Getting to the Heart of Biometric Data

March 30, 2012 |   | Contact: M. Daniel DeCillis

“Everyone builds on what has meaning to them. The digital transformation of healthcare monitoring allows us to try to understand the human body on a personal level.” – Calit2 UCSD Director Ramesh Rao. Image courtesy of Calit2.

The increasing ability to track, store, and analyze biometric data has offered many possibilities for those interested in monitoring their own health. At the California Institute for Telecommunications and Information Technology (Calit2), numerous projects are underway exploring the potentials that inexpensive, ubiquitous biosensors offer. For Calit2 UCSD Division Director Ramesh Rao, the exploration has been both professional and personal, as he has applied rigorous tracking and analysis of his own biometric data to his performance in running, yoga, and meditation.

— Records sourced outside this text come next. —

//! Real vectors: displacements and directions.

use core::{
    array,
    fmt::{Debug, Formatter},
    hash::{Hash, Hasher},
    iter::Sum,
    marker::PhantomData as Pd,
    ops::{
        Add, AddAssign, Div, DivAssign, Index, Mul, MulAssign, Neg, Sub,
        SubAssign,
    },
};

use crate::error::{Error, Result};
use crate::math::{
    approx::ApproxEq,
    float::{self, Float, Scalar},
    point::Point,
    space::{Affine, Linear, Real},
};

//
// Types
//

/// A generic vector type. Represents an element of a vector space or a
/// module, a generalization of a vector space where the scalars can be
/// integers (technically, the scalar type can be any *ring*-like type).
///
/// # Type parameters
/// * `Repr`: Representation of the scalar components of the vector,
///   for example an array or a SIMD vector.
/// * `Space`: The space that the vector is an element of. A tag type used to
///   prevent mixing up vectors of different spaces and bases.
#[repr(transparent)]
pub struct Vector<Repr, Space = ()>(pub Repr, Pd<Space>);

/// A 2-vector with components of type `Sc`.
pub type Vec2<Sc = f64, Basis = ()> = Vector<[Sc; 2], Real<2, Basis>>;
/// A 3-vector with components of type `Sc`.
pub type Vec3<Sc = f64, Basis = ()> = Vector<[Sc; 3], Real<3, Basis>>;

/// A 2-vector with `f64` components.
pub type Vec2d<Basis = ()> = Vec2<f64, Basis>;
/// A 2-vector with `f32` components.
pub type Vec2f<Basis = ()> = Vec2<f32, Basis>;
/// A 2-vector with `i32` components.
pub type Vec2i<Basis = ()> = Vec2<i32, Basis>;
/// A 3-vector with `f64` components.
pub type Vec3d<Basis = ()> = Vec3<f64, Basis>;
/// A 3-vector with `f32` components.
pub type Vec3f<Basis = ()> = Vec3<f32, Basis>;

//
// Free functions
//

/// Returns a real 2-vector with components `x` and `y`.
pub const fn vec2<Sc>(x: Sc, y: Sc) -> Vec2<Sc> {
    Vector([x, y], Pd)
}

/// Returns a real 3-vector with components `x`, `y`, and `z`.
pub const fn vec3<Sc>(x: Sc, y: Sc, z: Sc) -> Vec3<Sc> {
    Vector([x, y, z], Pd)
}
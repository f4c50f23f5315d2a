//! Rectangles defined by their four corners.

use re::math::{
    Angle, Point2, Vec2,
    float::{Float, Scalar},
    pt2, rotate2, translate2,
};
use re::{Error, Result};

/// A rectangle in the plane, defined by its four corners in
/// counter-clockwise order.
///
/// Rectangles built by [`from_corners`][Self::from_corners] or
/// [`from_points`][Self::from_points] are axis-aligned, with `a` at the
/// minimum and `c` at the maximum corner. [Rotating][Self::rotate] a
/// rectangle keeps it a rectangle but not axis-aligned; the bounding-box
/// operations then use its axis-aligned bounds.
#[derive(Copy, Clone, Debug, Default, PartialEq)]
pub struct Rectangle<Sc = f64> {
    pub a: Point2<Sc>,
    pub b: Point2<Sc>,
    pub c: Point2<Sc>,
    pub d: Point2<Sc>,
}

/// Rectangle with `f64` coordinates.
pub type Rect2d = Rectangle<f64>;
/// Rectangle with `f32` coordinates.
pub type Rect2f = Rectangle<f32>;
/// Rectangle with `i32` coordinates.
pub type Rect2i = Rectangle<i32>;

impl<Sc: Scalar> Rectangle<Sc> {
    /// Returns the axis-aligned rectangle with `p` and `q` as opposite
    /// corners.
    ///
    /// The corners may be given in any order; the result always has its
    /// corners at `(min, min)`, `(max, min)`, `(max, max)` and `(min, max)`.
    ///
    /// # Examples
    /// ```
    /// use geoprim_geom::rect::Rectangle;
    /// use re::math::pt2;
    ///
    /// let r = Rectangle::from_corners(pt2(3, -1), pt2(-2, 4));
    /// assert_eq!(r.a, pt2(-2, -1));
    /// assert_eq!(r.c, pt2(3, 4));
    /// ```
    pub fn from_corners(p: Point2<Sc>, q: Point2<Sc>) -> Self {
        let (lo, hi) = (p.min(&q), p.max(&q));
        Self {
            a: lo,
            b: pt2(hi.x(), lo.y()),
            c: hi,
            d: pt2(lo.x(), hi.y()),
        }
    }

    /// Returns the axis-aligned bounding rectangle of `pts`.
    ///
    /// # Errors
    /// If `pts` has fewer than two points.
    pub fn from_points(pts: &[Point2<Sc>]) -> Result<Self> {
        if pts.len() < 2 {
            return Err(Error::TooFewPoints {
                expected: 2,
                actual: pts.len(),
            });
        }
        let lo = Point2::<Sc>::min_of(pts.iter().copied());
        let hi = Point2::<Sc>::max_of(pts.iter().copied());
        Ok(Self::from_corners(lo, hi))
    }

    /// Returns the corners of `self` in counter-clockwise order.
    pub fn corners(&self) -> [Point2<Sc>; 4] {
        [self.a, self.b, self.c, self.d]
    }

    /// Returns the minimum corner of the axis-aligned bounds of `self`.
    pub fn min(&self) -> Point2<Sc> {
        Point2::<Sc>::min_of(self.corners())
    }

    /// Returns the maximum corner of the axis-aligned bounds of `self`.
    pub fn max(&self) -> Point2<Sc> {
        Point2::<Sc>::max_of(self.corners())
    }

    /// Returns the width of the axis-aligned bounds of `self`.
    pub fn width(&self) -> Sc {
        self.max().x() - self.min().x()
    }

    /// Returns the height of the axis-aligned bounds of `self`.
    pub fn height(&self) -> Sc {
        self.max().y() - self.min().y()
    }

    /// Returns the center of `self`, the midpoint of its diagonal.
    ///
    /// Integer rectangles round the center toward zero.
    pub fn center(&self) -> Point2<Sc> {
        self.a.midpoint(&self.c)
    }

    /// Returns the area of `self`.
    pub fn area(&self) -> Sc {
        // Shoelace formula relative to `a`, so that integer coordinates
        // far from the origin do not overflow
        let [b, c, d] = [self.b - self.a, self.c - self.a, self.d - self.a];
        let twice = b.perp_dot(&c) + c.perp_dot(&d);
        (twice / Sc::from_count(2)).abs()
    }

    /// Returns whether `p` lies inside or on the boundary of `self`.
    pub fn contains(&self, p: &Point2<Sc>) -> bool {
        let [a, b, c, d] = self.corners();
        let sides = [(a, b), (b, c), (c, d), (d, a)]
            .map(|(s, e)| (e - s).perp_dot(&(*p - s)));
        sides.iter().all(|&s| s >= Sc::ZERO)
            || sides.iter().all(|&s| s <= Sc::ZERO)
    }

    /// Returns whether the axis-aligned bounds of `self` and `other`
    /// overlap. Rectangles that only share an edge or a corner intersect.
    pub fn intersects(&self, other: &Self) -> bool {
        let lo = self.min().max(&other.min());
        let hi = self.max().min(&other.max());
        lo.x() <= hi.x() && lo.y() <= hi.y()
    }

    /// Returns the overlap of the axis-aligned bounds of `self` and
    /// `other`, or `None` if they do not intersect.
    pub fn intersection(&self, other: &Self) -> Option<Self> {
        self.intersects(other).then(|| {
            let lo = self.min().max(&other.min());
            let hi = self.max().min(&other.max());
            Self::from_corners(lo, hi)
        })
    }

    /// Returns `self` translated by `v`.
    #[must_use]
    pub fn translate(&self, v: Vec2<Sc>) -> Self {
        let [a, b, c, d] = self.corners().map(|p| p + v);
        Self { a, b, c, d }
    }
}

impl<Sc: Float> Rectangle<Sc> {
    /// Returns `self` rotated counter-clockwise by `angle` about its center.
    #[must_use]
    pub fn rotate(&self, angle: Angle<Sc>) -> Self {
        let c = self.center().to_vec();
        let m = translate2(c) * rotate2(angle) * translate2(-c);
        let [a, b, c, d] = self.corners().map(|p| m.apply(&p));
        Self { a, b, c, d }
    }
}

#[cfg(test)]
mod tests {
    use re::assert_approx_eq;
    use re::math::{degs, vec2};

    use super::*;

    #[test]
    fn from_corners_normalizes() {
        let expected = Rect2d {
            a: pt2(-1.0, -2.0),
            b: pt2(3.0, -2.0),
            c: pt2(3.0, 4.0),
            d: pt2(-1.0, 4.0),
        };
        let (p, q) = (pt2(-1.0, -2.0), pt2(3.0, 4.0));
        assert_eq!(Rectangle::from_corners(p, q), expected);
        assert_eq!(Rectangle::from_corners(q, p), expected);
        assert_eq!(
            Rectangle::from_corners(pt2(-1.0, 4.0), pt2(3.0, -2.0)),
            expected
        );
    }

    #[test]
    fn from_points_bounds() {
        let pts = [pt2(1, 5), pt2(-3, 2), pt2(4, -1), pt2(0, 0)];
        let r = Rect2i::from_points(&pts).unwrap();
        assert_eq!(r.min(), pt2(-3, -1));
        assert_eq!(r.max(), pt2(4, 5));
        assert_eq!(r.width(), 7);
        assert_eq!(r.height(), 6);
        assert_eq!(r.area(), 42);
    }

    #[test]
    fn area_far_from_origin() {
        let r: Rect2i =
            Rectangle::from_corners(pt2(50_000, 50_000), pt2(50_001, 50_001));
        assert_eq!(r.area(), 1);
        let r: Rect2i = Rectangle::from_corners(
            pt2(i32::MAX - 3, i32::MIN),
            pt2(i32::MAX, i32::MIN + 2),
        );
        assert_eq!(r.area(), 6);
    }

    #[test]
    fn from_points_too_few() {
        let res = Rect2f::from_points(&[pt2(1.0, 1.0)]);
        assert!(matches!(
            res,
            Err(Error::TooFewPoints { expected: 2, actual: 1 })
        ));
    }

    #[test]
    fn contains_is_inclusive() {
        let r = Rectangle::from_corners(pt2(0, 0), pt2(4, 2));
        assert!(r.contains(&pt2(2, 1)));
        assert!(r.contains(&pt2(0, 0)));
        assert!(r.contains(&pt2(4, 1)));
        assert!(!r.contains(&pt2(5, 1)));
        assert!(!r.contains(&pt2(2, -1)));
    }

    #[test]
    fn intersection_of_overlapping() {
        let r = Rectangle::from_corners(pt2(0.0, 0.0), pt2(4.0, 4.0));
        let s = Rectangle::from_corners(pt2(2.0, -1.0), pt2(6.0, 3.0));
        assert!(r.intersects(&s));
        assert_eq!(
            r.intersection(&s),
            Some(Rectangle::from_corners(pt2(2.0, 0.0), pt2(4.0, 3.0)))
        );
    }

    #[test]
    fn touching_rectangles_intersect() {
        let r = Rectangle::from_corners(pt2(0, 0), pt2(1, 1));
        let s = Rectangle::from_corners(pt2(1, 1), pt2(2, 2));
        assert_eq!(r.intersection(&s).map(|i| i.area()), Some(0));
    }

    #[test]
    fn disjoint_rectangles() {
        let r = Rectangle::from_corners(pt2(0, 0), pt2(1, 1));
        let s = Rectangle::from_corners(pt2(2, 0), pt2(3, 1));
        assert!(!r.intersects(&s));
        assert_eq!(r.intersection(&s), None);
    }

    #[test]
    fn translate_moves_all_corners() {
        let r = Rectangle::from_corners(pt2(0, 0), pt2(2, 1));
        let t = r.translate(vec2(3, -1));
        assert_eq!(t, Rectangle::from_corners(pt2(3, -1), pt2(5, 0)));
    }

    #[test]
    fn rotate_about_center() {
        let r = Rectangle::from_corners(pt2(-2.0, -1.0), pt2(2.0, 1.0));
        let rot = r.rotate(degs(90.0));

        assert_approx_eq!(rot.center(), r.center());
        assert_approx_eq!(rot.a, pt2(1.0, -2.0));
        assert_approx_eq!(rot.c, pt2(-1.0, 2.0));
        assert_approx_eq!(rot.width(), 2.0);
        assert_approx_eq!(rot.height(), 4.0);
        assert_approx_eq!(rot.area(), 8.0);
        assert!(rot.contains(&pt2(0.0, 1.5)));
        assert!(!rot.contains(&pt2(1.5, 0.0)));
    }

    #[test]
    fn center_of_int_rectangle_truncates() {
        let r = Rectangle::from_corners(pt2(0, 0), pt2(3, 3));
        assert_eq!(r.center(), pt2(1, 1));
    }
}
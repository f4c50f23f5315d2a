//! Tagged union of all shape types, with tag-prefixed binary framing.
//!
//! A framed shape is a 4-byte big-endian `i32` [tag][ShapeTag] followed by
//! the shape's fields, each encoded as in [`re::util::io`]:
//!
//! | Shape         | Fields                    |
//! |---------------|---------------------------|
//! | Circle        | `center`, `radius`        |
//! | LineSegment   | `start`, `end`            |
//! | Rectangle     | `a`, `b`, `c`, `d`        |

use re::{Error, Result};

use crate::{
    circle::{Circle2d, Circle2f},
    rect::{Rect2d, Rect2f, Rect2i},
    segment::{LineSegment2d, LineSegment2f},
};

/// Identifies the concrete type of a framed [`Shape`].
#[derive(Copy, Clone, Debug, Eq, PartialEq, Hash)]
#[repr(i32)]
pub enum ShapeTag {
    Circle2d = 1,
    Circle2f = 2,
    LineSegment2d = 3,
    LineSegment2f = 4,
    Rectangle2d = 5,
    Rectangle2f = 6,
    Rectangle2i = 7,
}

/// Any of the shape types of this crate.
#[derive(Copy, Clone, Debug, PartialEq)]
pub enum Shape {
    Circle2d(Circle2d),
    Circle2f(Circle2f),
    LineSegment2d(LineSegment2d),
    LineSegment2f(LineSegment2f),
    Rectangle2d(Rect2d),
    Rectangle2f(Rect2f),
    Rectangle2i(Rect2i),
}

impl Shape {
    /// Returns the tag identifying the variant of `self`.
    pub fn tag(&self) -> ShapeTag {
        match self {
            Self::Circle2d(_) => ShapeTag::Circle2d,
            Self::Circle2f(_) => ShapeTag::Circle2f,
            Self::LineSegment2d(_) => ShapeTag::LineSegment2d,
            Self::LineSegment2f(_) => ShapeTag::LineSegment2f,
            Self::Rectangle2d(_) => ShapeTag::Rectangle2d,
            Self::Rectangle2f(_) => ShapeTag::Rectangle2f,
            Self::Rectangle2i(_) => ShapeTag::Rectangle2i,
        }
    }
}

impl TryFrom<i32> for ShapeTag {
    type Error = Error;

    /// Returns the tag with the given value.
    ///
    /// # Errors
    /// [`Error::UnsupportedTag`] if `tag` does not name a shape type.
    fn try_from(tag: i32) -> Result<Self> {
        Ok(match tag {
            1 => Self::Circle2d,
            2 => Self::Circle2f,
            3 => Self::LineSegment2d,
            4 => Self::LineSegment2f,
            5 => Self::Rectangle2d,
            6 => Self::Rectangle2f,
            7 => Self::Rectangle2i,
            _ => {
                tracing::debug!(
                    target: "geoprim::shape",
                    tag,
                    "unsupported shape tag"
                );
                return Err(Error::UnsupportedTag(tag));
            }
        })
    }
}

impl From<ShapeTag> for i32 {
    fn from(tag: ShapeTag) -> Self {
        tag as i32
    }
}

macro_rules! impl_from_shape {
    ($($var:ident($ty:ty)),+ $(,)?) => {
        $(
            impl From<$ty> for Shape {
                fn from(s: $ty) -> Self {
                    Self::$var(s)
                }
            }
        )+
    };
}

impl_from_shape!(
    Circle2d(Circle2d),
    Circle2f(Circle2f),
    LineSegment2d(LineSegment2d),
    LineSegment2f(LineSegment2f),
    Rectangle2d(Rect2d),
    Rectangle2f(Rect2f),
    Rectangle2i(Rect2i),
);

#[cfg(feature = "std")]
mod framing {
    use std::io::{Read, Write};

    use byteorder::{BigEndian, ReadBytesExt, WriteBytesExt};
    use re::Result;
    use re::math::Scalar;
    use re::util::io::{Decode, Encode};

    use crate::{circle::Circle, rect::Rectangle, segment::LineSegment};

    use super::{Shape, ShapeTag};

    impl<Sc: Encode> Encode for Circle<Sc> {
        fn encode<W: Write + ?Sized>(&self, w: &mut W) -> Result<()> {
            self.center.encode(w)?;
            self.radius.encode(w)
        }
    }
    impl<Sc: Decode + Scalar> Decode for Circle<Sc> {
        fn decode<R: Read + ?Sized>(r: &mut R) -> Result<Self> {
            Ok(Self {
                center: Decode::decode(r)?,
                radius: Sc::decode(r)?,
            })
        }
    }

    impl<Sc: Encode> Encode for LineSegment<Sc> {
        fn encode<W: Write + ?Sized>(&self, w: &mut W) -> Result<()> {
            self.start.encode(w)?;
            self.end.encode(w)
        }
    }
    impl<Sc: Decode + Scalar> Decode for LineSegment<Sc> {
        fn decode<R: Read + ?Sized>(r: &mut R) -> Result<Self> {
            Ok(Self {
                start: Decode::decode(r)?,
                end: Decode::decode(r)?,
            })
        }
    }

    impl<Sc: Encode> Encode for Rectangle<Sc> {
        fn encode<W: Write + ?Sized>(&self, w: &mut W) -> Result<()> {
            self.a.encode(w)?;
            self.b.encode(w)?;
            self.c.encode(w)?;
            self.d.encode(w)
        }
    }
    impl<Sc: Decode + Scalar> Decode for Rectangle<Sc> {
        /// Reads the four corners `a`, `b`, `c`, `d` in order.
        ///
        /// The corners are taken as-is and not checked to form a
        /// rectangle, so that rotated rectangles, whose corners are only
        /// approximately orthogonal, read back bit for bit.
        fn decode<R: Read + ?Sized>(r: &mut R) -> Result<Self> {
            Ok(Self {
                a: Decode::decode(r)?,
                b: Decode::decode(r)?,
                c: Decode::decode(r)?,
                d: Decode::decode(r)?,
            })
        }
    }

    impl Encode for Shape {
        /// Writes the tag of `self` followed by its fields.
        fn encode<W: Write + ?Sized>(&self, w: &mut W) -> Result<()> {
            w.write_i32::<BigEndian>(self.tag().into())?;
            match self {
                Self::Circle2d(s) => s.encode(w),
                Self::Circle2f(s) => s.encode(w),
                Self::LineSegment2d(s) => s.encode(w),
                Self::LineSegment2f(s) => s.encode(w),
                Self::Rectangle2d(s) => s.encode(w),
                Self::Rectangle2f(s) => s.encode(w),
                Self::Rectangle2i(s) => s.encode(w),
            }
        }
    }

    impl Decode for Shape {
        /// Reads a tag and dispatches to the shape type it names.
        ///
        /// # Errors
        /// [`Error::UnsupportedTag`][re::Error::UnsupportedTag] if the tag
        /// is unknown, [`Error::Io`][re::Error::Io] if the stream ends early.
        fn decode<R: Read + ?Sized>(r: &mut R) -> Result<Self> {
            let tag = ShapeTag::try_from(r.read_i32::<BigEndian>()?)?;
            Ok(match tag {
                ShapeTag::Circle2d => Self::Circle2d(Decode::decode(r)?),
                ShapeTag::Circle2f => Self::Circle2f(Decode::decode(r)?),
                ShapeTag::LineSegment2d => {
                    Self::LineSegment2d(Decode::decode(r)?)
                }
                ShapeTag::LineSegment2f => {
                    Self::LineSegment2f(Decode::decode(r)?)
                }
                ShapeTag::Rectangle2d => Self::Rectangle2d(Decode::decode(r)?),
                ShapeTag::Rectangle2f => Self::Rectangle2f(Decode::decode(r)?),
                ShapeTag::Rectangle2i => Self::Rectangle2i(Decode::decode(r)?),
            })
        }
    }
}

#[cfg(test)]
mod tests {
    use re::math::pt2;

    use crate::{circle::Circle, rect::Rectangle, segment::LineSegment};

    use super::*;

    #[test]
    fn tags_round_trip() {
        for t in 1..=7 {
            let tag = ShapeTag::try_from(t).unwrap();
            assert_eq!(i32::from(tag), t);
        }
    }

    #[test]
    fn unknown_tag_is_rejected() {
        for t in [0, 8, -1, i32::MAX] {
            assert!(matches!(
                ShapeTag::try_from(t),
                Err(Error::UnsupportedTag(u)) if u == t
            ));
        }
    }

    #[test]
    fn variant_tags() {
        let c: Shape = Circle2f::new(pt2(0.0, 0.0), 1.0).into();
        assert_eq!(c.tag(), ShapeTag::Circle2f);
        let r: Shape = Rectangle::from_corners(pt2(0, 0), pt2(1, 1)).into();
        assert_eq!(r.tag(), ShapeTag::Rectangle2i);
    }

    #[cfg(feature = "std")]
    mod framing {
        use std::io::ErrorKind;
        use std::vec::Vec;

        use re::util::io::{Decode, Encode};

        use super::*;

        fn frame(s: &Shape) -> Vec<u8> {
            let mut buf = Vec::new();
            s.encode(&mut buf).unwrap();
            buf
        }

        #[test]
        fn rectangle_frame_layout() {
            let r: Rect2i = Rectangle::from_corners(pt2(0, 0), pt2(2, 3));
            let buf = frame(&r.into());
            // Tag plus four points of two i32s each
            assert_eq!(buf.len(), 4 + 4 * 8);
            assert_eq!(buf[..4], [0, 0, 0, 7]);
            // Corner b = (2, 0)
            assert_eq!(buf[12..20], [0, 0, 0, 2, 0, 0, 0, 0]);
        }

        #[test]
        fn every_variant_round_trips() {
            let shapes: [Shape; 7] = [
                Circle::new(pt2(1.0, 2.0), 3.0).into(),
                Circle::new(pt2(1.0f32, 2.0), 3.0).into(),
                LineSegment::new(pt2(0.0, 0.0), pt2(1.0, -1.0)).into(),
                LineSegment::new(pt2(0.0f32, 0.0), pt2(1.0, -1.0)).into(),
                Rectangle::from_corners(pt2(0.0, 0.0), pt2(1.5, 2.5)).into(),
                Rectangle::from_corners(pt2(0.0f32, 0.0), pt2(1.5, 2.5))
                    .into(),
                Rectangle::from_corners(pt2(-1, -1), pt2(1, 1)).into(),
            ];
            for s in shapes {
                let buf = frame(&s);
                assert_eq!(Shape::decode(&mut &buf[..]).ok(), Some(s));
            }
        }

        #[test]
        fn rotated_rectangle_reads_back_exactly() {
            let r = Rectangle::from_corners(pt2(0.0, 0.0), pt2(3.0, 1.0))
                .rotate(re::math::degs(30.0));
            let mut buf = Vec::new();
            r.encode(&mut buf).unwrap();
            let s = Rect2d::decode(&mut &buf[..]).unwrap();
            assert_eq!(s, r);
        }

        #[test]
        fn shapes_in_sequence() {
            let a: Shape = Circle::new(pt2(0.0, 0.0), 1.0).into();
            let b: Shape = Rectangle::from_corners(pt2(0, 0), pt2(1, 1)).into();
            let mut buf = frame(&a);
            buf.extend(frame(&b));

            let mut r = &buf[..];
            assert_eq!(Shape::decode(&mut r).ok(), Some(a));
            assert_eq!(Shape::decode(&mut r).ok(), Some(b));
            assert!(r.is_empty());
        }

        #[test]
        fn decode_unknown_tag() {
            let buf: [u8; 8] = [0, 0, 0, 42, 1, 2, 3, 4];
            assert!(matches!(
                Shape::decode(&mut &buf[..]),
                Err(Error::UnsupportedTag(42))
            ));
        }

        #[test]
        fn decode_truncated() {
            let s: Shape = Circle::new(pt2(1.0, 2.0), 3.0).into();
            let buf = frame(&s);
            let res = Shape::decode(&mut &buf[..buf.len() - 1]);
            assert!(matches!(
                res,
                Err(Error::Io(e)) if e.kind() == ErrorKind::UnexpectedEof
            ));
        }
    }
}
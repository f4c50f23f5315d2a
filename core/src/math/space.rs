//! Types and traits for representing linear (vector) and affine spaces.

use core::fmt::{Debug, Formatter};
use core::marker::PhantomData;

/// Trait for types representing elements of an affine space.
///
/// An affine space is a set of points together with a vector space of
/// differences: two points can be subtracted to yield a vector, and a vector
/// can be added to a point to yield another point, but points cannot be added
/// to each other or scaled.
pub trait Affine: Sized {
    /// The type of the space that `Self` is the element of.
    type Space;
    /// The (signed) difference of two values of `Self`.
    ///
    /// `Diff` must have the same dimension as `Self`.
    type Diff: Linear;

    /// The dimension of `Self`.
    const DIM: usize;

    /// Adds `diff` to `self` component-wise.
    ///
    /// `add` is commutative and associative.
    fn add(&self, diff: &Self::Diff) -> Self;

    /// Subtracts `other` from `self`, returning the (signed) difference.
    ///
    /// `sub` is anti-commutative: `v.sub(w) == w.sub(v).neg()`.
    fn sub(&self, other: &Self) -> Self::Diff;
}

/// Trait for types representing elements of a linear space (vector space).
///
/// A `Linear` type is a type that is `Affine` and
/// additionally satisfies the following conditions:
///
/// * The difference type [`Diff`][Affine::Diff] is equal to `Self`
/// * The type has an additive identity, returned by the [`zero`][Self::zero] method
/// * Every value has an additive inverse, returned by the [`neg`][Self::neg] method
pub trait Linear: Affine<Diff = Self> {
    /// The scalar type associated with `Self`
    type Scalar: Sized;

    /// Returns the additive identity of `Self`.
    fn zero() -> Self;

    /// Returns the additive inverse of `self`.
    fn neg(&self) -> Self;

    /// Multiplies all components of `self` by `scalar`.
    ///
    /// `mul` is commutative and associative, and distributes over
    /// `add` and `sub` (up to rounding errors):
    /// ```
    /// # use std::ops::Mul;
    /// # use geoprim_core::math::space::Affine;
    /// # let [v, w, x, a] = [1.0f32, 2.0, 3.0, 4.0];
    /// v.mul(w) == w.mul(v);
    /// v.mul(w).mul(x) == v.mul(w.mul(x));
    /// v.mul(a).add(&w.mul(a)) == v.add(&w).mul(a);
    /// v.mul(a).sub(&w.mul(a)) == v.add(&w).sub(&a);
    /// ```
    fn mul(&self, scalar: Self::Scalar) -> Self;
}

/// Tag type for real vector spaces (Euclidean spaces) of dimension `DIM`.
/// For example, the type `Real<3>` corresponds to ℝ³.
#[derive(Copy, Clone, Default, Eq, PartialEq)]
pub struct Real<const DIM: usize, Basis = ()>(PhantomData<Basis>);

macro_rules! impl_scalar_space {
    ($($t:ty),+) => {$(
        impl Affine for $t {
            type Space = ();
            type Diff = Self;
            const DIM: usize = 1;

            #[inline]
            fn add(&self, other: &Self) -> Self {
                self + other
            }
            #[inline]
            fn sub(&self, other: &Self) -> Self {
                self - other
            }
        }

        impl Linear for $t {
            type Scalar = Self;

            #[inline]
            fn zero() -> Self {
                0 as $t
            }
            #[inline]
            fn neg(&self) -> Self {
                -*self
            }
            #[inline]
            fn mul(&self, scalar: Self) -> Self {
                self * scalar
            }
        }
    )+};
}

impl_scalar_space!(f32, f64, i32);

impl<const DIM: usize, Basis> Debug for Real<DIM, Basis>
where
    Basis: Debug + Default,
{
    fn fmt(&self, f: &mut Formatter<'_>) -> core::fmt::Result {
        write!(f, "R{}<{:?}>", DIM, Basis::default())
    }
}

#[cfg(test)]
mod tests {
    use super::*;

    #[test]
    fn scalar_affine_ops() {
        assert_eq!(Affine::add(&2.5f64, &-1.0), 1.5);
        assert_eq!(Affine::sub(&2, &5), -3);
        assert_eq!(Linear::mul(&-1.5f32, 2.0), -3.0);
        assert_eq!(Linear::neg(&4), -4);
        assert_eq!(<f64 as Linear>::zero(), 0.0);
    }

    #[test]
    fn real_debug() {
        assert_eq!(alloc::format!("{:?}", Real::<3>::default()), "R3<()>");
    }
}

“At Calit2, we are currently in early stages of creating a scalable effort at tracking, organizing and analyzing biometric data, especially metrics pertaining to the heart,” said Rao. “Heart rate variability is a promising marker for the study of human physiological response, and one which serves as an indicator of health and a state of well-being.”

Rao, who is also the first holder of the Qualcomm Endowed Chair in Telecommunications and Information Technologies in the department of Electrical and Computer Engineering of the Jacobs School of Engineering at UC San Diego, notes that there is still much work to do in exploring the synergy between heart rate and the rhythms of other bodily functions.

“Three prominent rhythms in our bodies are heart rate, breathing, and blood pressure,” said Rao. “It’s like a symphony with three artists. Separately, they produce a sort of cacophony. However, when you practice meditation, they can align – a physical manifestation of a state traditionally considered to be spiritual.”
An example of heart rate variation during yoga. In the span of 80 minutes, the beats per minute vary from 80 to below 30.

The profusion of available sensor technologies is certainly an important factor in the equation, but the ability to algorithmically mine the data – making sense out of the vast quantities of information gathered – is equally important. Research at Calit2, for example, is applying a signal processing technique known as wavelet coherence as a novel approach to find the degree of correlation between heart rate variability and other functions as a function of time and frequency. Early experiments have, according to Rao, revealed remarkable correlations between quantified measures of well-being and certain traditional practices such as yoga and meditation not only in an individual but in groups of individuals practicing together.

“Making these measurements has engaged me both personally and scientifically,” said Rao. “Everyone builds on what has meaning to them. The digital transformation of healthcare monitoring allows us to try to understand the human body on a personal level.”